→ Work order: All lines below containing "invalid" are to be listed.

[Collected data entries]
= = =
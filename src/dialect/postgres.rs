//! PostgreSQL: numbered placeholders, `ILIKE` and `RETURNING`.

use super::{Dialect, DialectBuilder, OperatorEntry};
use crate::binder::PlaceholderStyle;
use crate::error::JsqlResult;
use crate::operators::{dml, filter};
use crate::registry::OperatorKind::Clause;

const OPERATORS: &[OperatorEntry] = &[
    ("$ilike", Clause, filter::ilike),
    ("$returning", Clause, dml::returning),
];

const SYNTAX: &[(&str, &str)] = &[
    ("$insert", "INSERT INTO <$table> <$documents>{ RETURNING [$returning]}"),
    (
        "$update",
        "UPDATE <$table> SET <$set>{ WHERE [$where]}{ RETURNING [$returning]}",
    ),
    (
        "$delete",
        "DELETE FROM <$table>{ WHERE [$where]}{ RETURNING [$returning]}",
    ),
];

pub(super) fn builder(ansi: &Dialect) -> JsqlResult<DialectBuilder> {
    let mut builder = DialectBuilder::derive("postgresql", ansi)
        .placeholders(PlaceholderStyle::Numbered)
        .register_all(OPERATORS);
    for (name, grammar) in SYNTAX {
        builder = builder.update_syntax(name, grammar)?;
    }
    Ok(builder)
}
//! Boolean filters: `$where`, `$having`, `$and`, `$or` and comparisons.
//!
//! A mapping is a group of terms; plain keys are columns and `$` keys are
//! operators. A group is parenthesised only when it has more than one term
//! and sits inside a combinator of the other kind, so same-kind nesting
//! flattens:
//!
//! ```text
//! { $and: [ { a: 1 }, { $or: [ { b: 2 }, { c: 3 } ] } ] }
//! => "a" = ? AND ("b" = ? OR "c" = ?)
//! ```

use serde_json::{Map, Value};

use crate::compiler::{kind, Call, Combinator, CompileContext};
use crate::error::{JsqlError, JsqlResult};

/// `$where` / `$having`: the root group, joined with AND.
pub fn filter(ctx: &mut CompileContext<'_>, call: Call<'_>) -> JsqlResult<String> {
    group(ctx, call.operator, call.value, Combinator::And)
}

pub fn and(ctx: &mut CompileContext<'_>, call: Call<'_>) -> JsqlResult<String> {
    group(ctx, call.operator, call.value, Combinator::And)
}

/// `$or`: list items are OR'd, and so are the entries of a mapping.
pub fn or(ctx: &mut CompileContext<'_>, call: Call<'_>) -> JsqlResult<String> {
    group(ctx, call.operator, call.value, Combinator::Or)
}

/// Compile `node` as a group of `kind`.
///
/// A single-member group is transparent: its member is compiled against
/// the enclosing combinator.
pub fn group(
    ctx: &mut CompileContext<'_>,
    operator: &str,
    node: &Value,
    kind: Combinator,
) -> JsqlResult<String> {
    let members = match node {
        Value::Object(map) => map.len(),
        Value::Array(items) => items.len(),
        other => {
            return Err(JsqlError::validation(
                operator,
                format!("expected an object or a list, found {}", self::kind(other)),
            ));
        }
    };
    if members == 0 {
        return Err(JsqlError::validation(operator, "empty condition group"));
    }
    if members == 1 {
        return Ok(terms(ctx, operator, node)?.join(kind.joiner()));
    }

    let parent = ctx.combinator();
    let terms = ctx.scoped(kind, |ctx| terms(ctx, operator, node))?;
    Ok(wrap(terms.join(kind.joiner()), parent, kind))
}

fn wrap(sql: String, parent: Option<Combinator>, kind: Combinator) -> String {
    match parent {
        Some(p) if p != kind => format!("({})", sql),
        _ => sql,
    }
}

fn terms(ctx: &mut CompileContext<'_>, operator: &str, node: &Value) -> JsqlResult<Vec<String>> {
    match node {
        Value::Object(map) => {
            let mut terms = Vec::with_capacity(map.len());
            for (key, value) in map {
                let term = if key.starts_with('$') {
                    ctx.invoke(Call {
                        operator: key,
                        value,
                        parent: map,
                        key,
                    })?
                } else {
                    condition(ctx, key, value)?
                };
                terms.push(term);
            }
            Ok(terms)
        }
        Value::Array(items) => items
            .iter()
            .map(|item| group(ctx, operator, item, Combinator::And))
            .collect(),
        _ => Ok(Vec::new()),
    }
}

/// `{ column: spec }`
fn condition(ctx: &mut CompileContext<'_>, column: &str, spec: &Value) -> JsqlResult<String> {
    match spec {
        Value::Object(ops) => column_group(ctx, column, ops),
        Value::Array(items) => {
            let col = ctx.quote_name(column, column)?;
            Ok(format!("{} IN ({})", col, bind_list(ctx, column, items)?))
        }
        Value::Null => Ok(format!("{} IS NULL", ctx.quote_name(column, column)?)),
        scalar => {
            let col = ctx.quote_name(column, column)?;
            Ok(format!("{} = {}", col, ctx.bind(scalar)))
        }
    }
}

/// Several operators on one column form an implicit AND group.
fn column_group(
    ctx: &mut CompileContext<'_>,
    column: &str,
    ops: &Map<String, Value>,
) -> JsqlResult<String> {
    if ops.is_empty() {
        return Err(JsqlError::validation(column, "expected at least one operator"));
    }
    if ops.len() == 1 {
        return Ok(column_terms(ctx, column, ops)?.join(" AND "));
    }
    let parent = ctx.combinator();
    let terms = ctx.scoped(Combinator::And, |ctx| column_terms(ctx, column, ops))?;
    Ok(wrap(terms.join(" AND "), parent, Combinator::And))
}

fn column_terms(
    ctx: &mut CompileContext<'_>,
    column: &str,
    ops: &Map<String, Value>,
) -> JsqlResult<Vec<String>> {
    let mut terms = Vec::with_capacity(ops.len());
    for (op, value) in ops {
        if !op.starts_with('$') {
            return Err(JsqlError::validation(
                column,
                format!("unexpected key '{}', expected a comparison operator", op),
            ));
        }
        terms.push(ctx.invoke(Call {
            operator: op,
            value,
            parent: ops,
            key: column,
        })?);
    }
    Ok(terms)
}

fn bind_list(ctx: &mut CompileContext<'_>, operator: &str, items: &[Value]) -> JsqlResult<String> {
    if items.is_empty() {
        return Err(JsqlError::validation(operator, "expected a non-empty list"));
    }
    let mut placeholders = Vec::with_capacity(items.len());
    for item in items {
        if item.is_array() || item.is_object() {
            return Err(JsqlError::validation(
                operator,
                format!("list items must be scalars, found {}", kind(item)),
            ));
        }
        placeholders.push(ctx.bind(item));
    }
    Ok(placeholders.join(", "))
}

/// `column <op> ?` for a scalar operand.
fn compare(ctx: &mut CompileContext<'_>, call: Call<'_>, op: &str) -> JsqlResult<String> {
    let col = ctx.quote_name(call.operator, call.column()?)?;
    match call.value {
        Value::Null | Value::Array(_) | Value::Object(_) => Err(call.invalid(format!(
            "expected a scalar, found {}",
            kind(call.value)
        ))),
        scalar => Ok(format!("{} {} {}", col, op, ctx.bind(scalar))),
    }
}

fn pattern(ctx: &mut CompileContext<'_>, call: Call<'_>, op: &str) -> JsqlResult<String> {
    call.as_str()?;
    compare(ctx, call, op)
}

pub fn eq(ctx: &mut CompileContext<'_>, call: Call<'_>) -> JsqlResult<String> {
    if call.value.is_null() {
        return Ok(format!("{} IS NULL", ctx.quote_name(call.operator, call.column()?)?));
    }
    compare(ctx, call, "=")
}

pub fn ne(ctx: &mut CompileContext<'_>, call: Call<'_>) -> JsqlResult<String> {
    if call.value.is_null() {
        return Ok(format!("{} IS NOT NULL", ctx.quote_name(call.operator, call.column()?)?));
    }
    compare(ctx, call, "<>")
}

pub fn gt(ctx: &mut CompileContext<'_>, call: Call<'_>) -> JsqlResult<String> {
    compare(ctx, call, ">")
}

pub fn gte(ctx: &mut CompileContext<'_>, call: Call<'_>) -> JsqlResult<String> {
    compare(ctx, call, ">=")
}

pub fn lt(ctx: &mut CompileContext<'_>, call: Call<'_>) -> JsqlResult<String> {
    compare(ctx, call, "<")
}

pub fn lte(ctx: &mut CompileContext<'_>, call: Call<'_>) -> JsqlResult<String> {
    compare(ctx, call, "<=")
}

pub fn like(ctx: &mut CompileContext<'_>, call: Call<'_>) -> JsqlResult<String> {
    pattern(ctx, call, "LIKE")
}

pub fn not_like(ctx: &mut CompileContext<'_>, call: Call<'_>) -> JsqlResult<String> {
    pattern(ctx, call, "NOT LIKE")
}

/// PostgreSQL only.
pub fn ilike(ctx: &mut CompileContext<'_>, call: Call<'_>) -> JsqlResult<String> {
    pattern(ctx, call, "ILIKE")
}

fn membership(ctx: &mut CompileContext<'_>, call: Call<'_>, op: &str) -> JsqlResult<String> {
    let col = ctx.quote_name(call.operator, call.column()?)?;
    let items = call
        .value
        .as_array()
        .ok_or_else(|| call.invalid(format!("expected a list, found {}", kind(call.value))))?;
    Ok(format!("{} {} ({})", col, op, bind_list(ctx, call.operator, items)?))
}

pub fn in_list(ctx: &mut CompileContext<'_>, call: Call<'_>) -> JsqlResult<String> {
    membership(ctx, call, "IN")
}

pub fn not_in_list(ctx: &mut CompileContext<'_>, call: Call<'_>) -> JsqlResult<String> {
    membership(ctx, call, "NOT IN")
}

fn is_bound(value: &Value) -> bool {
    !(value.is_null() || value.is_array() || value.is_object())
}

/// `$between: [low, high]`
pub fn between(ctx: &mut CompileContext<'_>, call: Call<'_>) -> JsqlResult<String> {
    let col = ctx.quote_name(call.operator, call.column()?)?;
    match call.value.as_array().map(Vec::as_slice) {
        Some([low, high]) if is_bound(low) && is_bound(high) => {
            let low = ctx.bind(low);
            let high = ctx.bind(high);
            Ok(format!("{} BETWEEN {} AND {}", col, low, high))
        }
        _ => Err(call.invalid("expected a list of exactly two bounds")),
    }
}

/// `$isNull: true|false`
pub fn is_null(ctx: &mut CompileContext<'_>, call: Call<'_>) -> JsqlResult<String> {
    let col = ctx.quote_name(call.operator, call.column()?)?;
    if call.as_bool()? {
        Ok(format!("{} IS NULL", col))
    } else {
        Ok(format!("{} IS NOT NULL", col))
    }
}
= = =
→ Your solution:
        Value::Null | Value::Array(_) | Value::Object(_) => Err(call.invalid(format!(
        .ok_or_else(|| call.invalid(format!("expected a list, found {}", kind(call.value))))?;
        _ => Err(call.invalid("expected a list of exactly two bounds")),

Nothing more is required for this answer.